Dans le cadre de la consultation organisée par le gouvernement fédéral relativement à l’intelligence artificielle générative dans le contexte précis du droit d’auteur, cinq associations professionnelles représentant près de 20 000 artistes québécois appellent à la prudence ainsi qu’à la transparence et revendiquent un cadre législatif protecteur.
L’ARRQ, ARTISTI, la GMMQ, la SARTEC et l’UDA participent activement aux travaux de consultation menés par le gouvernement du Canada tout en rappelant que depuis 2017 de nombreuses consultations entourant une révision de la Loi sur le droit d’auteur ont été menées et qu’elles s’attendent maintenant à ce que le travail aboutisse.

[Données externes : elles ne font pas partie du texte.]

//! FASTA writer.
//!
//! ## FASTA Format
//!
//! ```text
//! >geneA|example|protein_A
//! MYITYTSARNLLAHK
//! ```
//!
//! Sequences are wrapped at [`LINE_WIDTH`] characters per line.

use std::fs::File;
use std::io::{self, BufWriter, Write};
use std::path::Path;

use indexmap::IndexMap;

/// Maximum number of sequence characters per output line.
pub const LINE_WIDTH: usize = 60;

/// Splits a sequence into lines of at most `width` characters.
fn wrap(seq: &str, width: usize) -> impl Iterator<Item = &str> + '_ {
    let mut rest = seq;
    std::iter::from_fn(move || {
        if rest.is_empty() {
            return None;
        }
        let split = rest
            .char_indices()
            .nth(width)
            .map_or(rest.len(), |(offset, _)| offset);
        let (line, tail) = rest.split_at(split);
        rest = tail;
        Some(line)
    })
}

/// Writes `header -> sequence` entries in FASTA format to any writer.
pub fn write_fasta_to<W: Write>(writer: &mut W, records: &IndexMap<String, String>) -> io::Result<()> {
    for (header, seq) in records {
        writeln!(writer, ">{}", header)?;
        for line in wrap(seq, LINE_WIDTH) {
            writeln!(writer, "{}", line)?;
        }
    }
    Ok(())
}

/// Writes `header -> sequence` entries to a FASTA file.
///
/// # Examples
///
/// ```no_run
/// use indexmap::IndexMap;
/// use genbankx::formats::fasta::write_fasta;
///
/// let mut records = IndexMap::new();
/// records.insert("geneA".to_string(), "ATGAAATAA".to_string());
/// write_fasta("cds.fasta", &records).unwrap();
/// ```
pub fn write_fasta<P: AsRef<Path>>(path: P, records: &IndexMap<String, String>) -> io::Result<()> {
    let mut writer = BufWriter::new(File::create(path)?);
    write_fasta_to(&mut writer, records)?;
    writer.flush()
}

/// Formats `header -> sequence` entries as a FASTA string.
///
/// Lines are joined with `\n`; there is no trailing newline.
pub fn write_fasta_string(records: &IndexMap<String, String>) -> String {
    let mut lines = Vec::new();
    for (header, seq) in records {
        lines.push(format!(">{}", header));
        lines.extend(wrap(seq, LINE_WIDTH).map(str::to_string));
    }
    lines.join("\n")
}

#[cfg(test)]
mod tests {
    use super::*;

    fn records(pairs: &[(&str, &str)]) -> IndexMap<String, String> {
        pairs
            .iter()
            .map(|(h, s)| (h.to_string(), s.to_string()))
            .collect()
    }

    #[test]
    fn test_wrap_at_line_width() {
        let seq = "A".repeat(130);
        let lines: Vec<&str> = wrap(&seq, LINE_WIDTH).collect();
        assert_eq!(lines.len(), 3);
        assert_eq!(lines[0].len(), 60);
        assert_eq!(lines[1].len(), 60);
        assert_eq!(lines[2].len(), 10);

        assert_eq!(wrap("", LINE_WIDTH).count(), 0);
        assert_eq!(wrap(&"C".repeat(60), LINE_WIDTH).count(), 1);
    }

    #[test]
    fn test_write_fasta_string() {
        let recs = records(&[("seq1", "ACGT"), ("seq2", "TTGGCC")]);
        assert_eq!(write_fasta_string(&recs), ">seq1\nACGT\n>seq2\nTTGGCC");
    }

    #[test]
    fn test_empty_sequence_writes_header_only() {
        let recs = records(&[("empty", ""), ("next", "AC")]);
        assert_eq!(write_fasta_string(&recs), ">empty\n>next\nAC");
    }

    #[test]
    fn test_write_fasta_to_buffer() {
        let seq = "ACGT".repeat(20);
        let recs = records(&[("long", seq.as_str())]);
        let mut buffer = Vec::new();
        write_fasta_to(&mut buffer, &recs).unwrap();

        let text = String::from_utf8(buffer).unwrap();
        let expected = format!(">long\n{}\n{}\n", &seq[..60], &seq[60..]);
        assert_eq!(text, expected);
    }

    #[test]
    fn test_write_fasta_file() {
        let dir = tempfile::tempdir().unwrap();
        let path = dir.path().join("out.fasta");
        let recs = records(&[("a", "MK"), ("b", "MVL")]);

        write_fasta(&path, &recs).unwrap();
        let content = std::fs::read_to_string(&path).unwrap();
        assert_eq!(content, ">a\nMK\n>b\nMVL\n");
    }
}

Aujourd’hui les associations sonnent l’alarme quant aux risques majeurs que pourrait représenter un développement de l’IA sans un encadrement adapté et rappellent l’importance que revêt une amélioration de la protection du travail des artistes.
Elles reconnaissent d’entrée de jeu que l’IA deviendra un incontournable dans bien des domaines et qu’elle sera un outil extraordinaire de recherche, de fouille de données et de génération de contenus. Cependant, elles rappellent que l’intelligence artificielle est, et doit demeurer, un outil entrainé par des humains.
« Nous demandons aux ministres François-Philippe Champagne et Pascale St-Onge de poursuivre leurs travaux de révision de la « Loi sur le droit d’auteur » en respectant ce grand principe : protéger efficacement les droits et le travail des créatrices et créateurs. En ce sens, aucune nouvelle exception ne devrait voir le jour pour permettre aux opérateurs de l’intelligence artificielle de contourner les droits existants », indique Chantal Cadieux, présidente de la SARTEC.
« Nourrir la bête »
« L’intelligence artificielle ne fonctionne pas sans entrainement. Dans le milieu culturel, pour l’alimenter et permettre son utilisation finale, c’est-à-dire procéder à des activités de fouille de textes et de données, il faut « nourrir » la machine de contenus existants. Autrement dit, il faut utiliser les œuvres originales écrites, réalisées ou interprétées par les artistes : des œuvres bien souvent protégées par le droit d’auteur. Cette protection doit se maintenir, intelligence artificielle ou pas », précise Luc Fortin, président de la GMMQ.
« Il est indispensable que chaque artiste puisse donner son accord ou non à l’utilisation de son travail comme matière première de l’entrainement d’une intelligence artificielle. En cas d’utilisation, une compensation juste et équitable doit lui être versée », ajoute Tania Kontoyanni, présidente de l’UDA.
« L’utilisation de l’IA générative impacte les artistes interprètes d’une manière particulière, allant au-delà du droit d’auteur car lorsqu’on reproduit leurs prestations, on reproduit souvent leur voix et leur image. Les « deep fakes » les préoccupent aussi au plus haut point, parce qu’ils font croire qu’un artiste a fait ou dit quelque chose alors qu’il n’en est rien. Il faut des mesures pour garantir que l’autorisation des artistes interprètes soit obtenue avant toutes utilisations de leurs prestations, leur voix, leur image ou leur ressemblance », souligne France D’Amour, présidente d’ARTISTI.
Pas d’humain, pas d’œuvre
Il nous parait inconcevable que les nouveaux contenus, générés par une intelligence artificielle bien entrainée, puissent bénéficier du statut d’œuvres protégées par la « Loi sur le droit d’auteur ». Nous souhaitons qu’une modification à la Loi rappelle qu’un auteur, dans ce cadre législatif, est obligatoirement un être humain. Il n’y a pas d’œuvre sans humain.
« Est-il nécessaire de rappeler, pour une démocratie comme la nôtre, l’importance fondamentale de garantir la bonne vitalité du secteur culturel? En l’absence d’un cadre protecteur clairement établi, il est facile d’imaginer les dérives possibles de ces technologies et de leurs propriétaires et leurs impacts sur, d’une part, le travail de nos artistes, et d’autre part sur les industries créatives », conclut Gabriel Pelletier, président de l’ARRQ.